| DESCRIPTION OF THE TASK |
Range to reproduce from the entries below: the line with "use std::time::Duration;", the line with "std::fs::create_dir_all(dir)", and every line in between. Give them exactly and give nothing else.

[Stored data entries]
────────────────────
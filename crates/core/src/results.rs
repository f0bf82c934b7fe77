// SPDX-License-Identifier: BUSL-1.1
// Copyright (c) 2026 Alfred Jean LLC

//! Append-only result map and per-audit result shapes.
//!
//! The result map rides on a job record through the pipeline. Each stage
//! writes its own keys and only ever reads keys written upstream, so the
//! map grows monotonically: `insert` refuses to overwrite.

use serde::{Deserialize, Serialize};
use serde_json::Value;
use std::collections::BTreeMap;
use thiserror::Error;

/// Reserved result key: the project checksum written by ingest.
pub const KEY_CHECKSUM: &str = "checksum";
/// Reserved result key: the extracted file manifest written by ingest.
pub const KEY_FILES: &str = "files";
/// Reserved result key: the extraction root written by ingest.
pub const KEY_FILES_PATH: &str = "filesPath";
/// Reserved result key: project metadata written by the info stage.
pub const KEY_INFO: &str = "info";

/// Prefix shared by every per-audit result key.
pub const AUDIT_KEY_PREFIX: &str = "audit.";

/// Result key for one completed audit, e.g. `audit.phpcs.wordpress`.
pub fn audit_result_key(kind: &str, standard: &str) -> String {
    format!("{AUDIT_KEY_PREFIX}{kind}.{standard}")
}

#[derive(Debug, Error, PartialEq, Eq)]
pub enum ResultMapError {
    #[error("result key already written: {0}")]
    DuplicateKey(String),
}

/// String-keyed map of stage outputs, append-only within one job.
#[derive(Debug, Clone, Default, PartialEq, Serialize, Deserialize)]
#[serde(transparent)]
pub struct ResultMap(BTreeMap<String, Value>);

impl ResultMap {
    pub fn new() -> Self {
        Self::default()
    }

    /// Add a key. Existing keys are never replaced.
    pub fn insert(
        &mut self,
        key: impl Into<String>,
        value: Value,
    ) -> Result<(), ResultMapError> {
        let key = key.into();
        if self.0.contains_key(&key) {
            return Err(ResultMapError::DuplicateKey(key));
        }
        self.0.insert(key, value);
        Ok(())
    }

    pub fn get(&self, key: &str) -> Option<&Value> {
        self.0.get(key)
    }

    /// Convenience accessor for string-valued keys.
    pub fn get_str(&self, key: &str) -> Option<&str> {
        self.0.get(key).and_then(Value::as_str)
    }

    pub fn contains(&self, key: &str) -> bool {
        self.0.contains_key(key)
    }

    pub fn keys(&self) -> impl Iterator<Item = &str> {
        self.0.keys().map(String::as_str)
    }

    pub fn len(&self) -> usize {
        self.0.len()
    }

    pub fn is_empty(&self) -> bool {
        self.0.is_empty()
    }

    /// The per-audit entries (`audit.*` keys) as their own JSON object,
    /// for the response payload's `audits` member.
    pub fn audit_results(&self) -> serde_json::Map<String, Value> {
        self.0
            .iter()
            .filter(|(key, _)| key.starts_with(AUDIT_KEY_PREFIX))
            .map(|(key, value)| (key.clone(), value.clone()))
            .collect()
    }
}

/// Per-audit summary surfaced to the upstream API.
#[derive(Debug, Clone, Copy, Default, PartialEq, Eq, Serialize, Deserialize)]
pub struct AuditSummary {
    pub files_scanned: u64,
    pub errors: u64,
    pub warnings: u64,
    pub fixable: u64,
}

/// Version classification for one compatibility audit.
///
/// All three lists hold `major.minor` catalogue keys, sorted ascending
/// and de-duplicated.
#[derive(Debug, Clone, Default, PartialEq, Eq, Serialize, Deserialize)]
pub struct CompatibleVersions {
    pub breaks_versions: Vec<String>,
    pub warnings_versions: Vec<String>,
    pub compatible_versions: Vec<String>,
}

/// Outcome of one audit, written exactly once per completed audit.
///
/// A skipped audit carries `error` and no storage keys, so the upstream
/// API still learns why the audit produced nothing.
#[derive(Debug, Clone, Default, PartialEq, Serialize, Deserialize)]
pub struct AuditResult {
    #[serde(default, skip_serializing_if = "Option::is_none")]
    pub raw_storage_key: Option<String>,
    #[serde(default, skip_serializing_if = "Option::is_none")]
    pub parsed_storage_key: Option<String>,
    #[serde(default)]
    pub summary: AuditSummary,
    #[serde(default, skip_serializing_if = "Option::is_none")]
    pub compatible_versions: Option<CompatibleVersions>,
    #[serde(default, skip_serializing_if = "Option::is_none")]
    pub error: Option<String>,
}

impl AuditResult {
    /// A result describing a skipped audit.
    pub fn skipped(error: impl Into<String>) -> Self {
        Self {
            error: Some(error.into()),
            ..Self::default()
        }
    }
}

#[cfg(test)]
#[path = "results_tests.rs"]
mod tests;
────────────────────
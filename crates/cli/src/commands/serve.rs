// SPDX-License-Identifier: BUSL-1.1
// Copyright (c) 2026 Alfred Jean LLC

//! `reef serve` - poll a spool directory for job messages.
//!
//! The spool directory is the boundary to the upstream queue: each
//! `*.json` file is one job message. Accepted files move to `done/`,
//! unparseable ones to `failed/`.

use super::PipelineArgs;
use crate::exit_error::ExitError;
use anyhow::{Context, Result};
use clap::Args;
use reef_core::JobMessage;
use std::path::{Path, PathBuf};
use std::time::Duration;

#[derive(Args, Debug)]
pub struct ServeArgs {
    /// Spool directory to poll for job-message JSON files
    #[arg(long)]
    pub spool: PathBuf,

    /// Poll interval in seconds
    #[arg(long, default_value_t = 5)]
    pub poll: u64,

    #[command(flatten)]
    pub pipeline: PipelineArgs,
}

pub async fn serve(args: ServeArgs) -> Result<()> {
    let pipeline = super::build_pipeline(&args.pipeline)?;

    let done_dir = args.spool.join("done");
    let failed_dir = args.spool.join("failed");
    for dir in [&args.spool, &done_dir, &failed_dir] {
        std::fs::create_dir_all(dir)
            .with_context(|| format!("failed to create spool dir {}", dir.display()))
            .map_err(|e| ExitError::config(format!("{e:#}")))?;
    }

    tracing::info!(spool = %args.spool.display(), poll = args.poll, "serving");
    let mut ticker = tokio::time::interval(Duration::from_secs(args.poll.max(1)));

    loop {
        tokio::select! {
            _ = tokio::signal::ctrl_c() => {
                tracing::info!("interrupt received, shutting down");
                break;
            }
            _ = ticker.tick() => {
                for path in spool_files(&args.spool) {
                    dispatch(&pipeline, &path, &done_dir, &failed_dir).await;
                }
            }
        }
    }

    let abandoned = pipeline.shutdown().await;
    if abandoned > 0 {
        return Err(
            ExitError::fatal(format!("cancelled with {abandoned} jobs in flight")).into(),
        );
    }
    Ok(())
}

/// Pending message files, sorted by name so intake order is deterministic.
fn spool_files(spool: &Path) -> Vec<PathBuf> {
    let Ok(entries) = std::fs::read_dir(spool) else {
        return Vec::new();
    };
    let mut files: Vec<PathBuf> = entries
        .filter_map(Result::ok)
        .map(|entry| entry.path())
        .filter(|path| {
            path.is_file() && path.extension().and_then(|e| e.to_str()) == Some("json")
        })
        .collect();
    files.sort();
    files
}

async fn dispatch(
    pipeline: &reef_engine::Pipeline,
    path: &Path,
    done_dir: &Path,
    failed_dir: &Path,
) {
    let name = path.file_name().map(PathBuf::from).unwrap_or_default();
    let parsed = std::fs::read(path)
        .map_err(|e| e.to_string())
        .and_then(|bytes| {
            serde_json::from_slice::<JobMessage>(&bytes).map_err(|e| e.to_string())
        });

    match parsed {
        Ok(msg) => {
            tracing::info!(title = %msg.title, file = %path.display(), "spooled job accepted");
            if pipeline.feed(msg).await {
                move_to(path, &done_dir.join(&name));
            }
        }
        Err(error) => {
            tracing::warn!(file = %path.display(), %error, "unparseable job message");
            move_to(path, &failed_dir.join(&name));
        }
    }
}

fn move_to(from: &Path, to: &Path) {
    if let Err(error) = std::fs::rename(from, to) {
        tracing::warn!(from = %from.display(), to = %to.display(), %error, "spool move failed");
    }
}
────────────────────
| ANSWER SPACE |
use std::time::Duration;

#[derive(Args, Debug)]
pub struct ServeArgs {
    /// Spool directory to poll for job-message JSON files
    #[arg(long)]
    pub spool: PathBuf,

    /// Poll interval in seconds
    #[arg(long, default_value_t = 5)]
    pub poll: u64,

    #[command(flatten)]
    pub pipeline: PipelineArgs,
}

pub async fn serve(args: ServeArgs) -> Result<()> {
    let pipeline = super::build_pipeline(&args.pipeline)?;

    let done_dir = args.spool.join("done");
    let failed_dir = args.spool.join("failed");
    for dir in [&args.spool, &done_dir, &failed_dir] {
        std::fs::create_dir_all(dir)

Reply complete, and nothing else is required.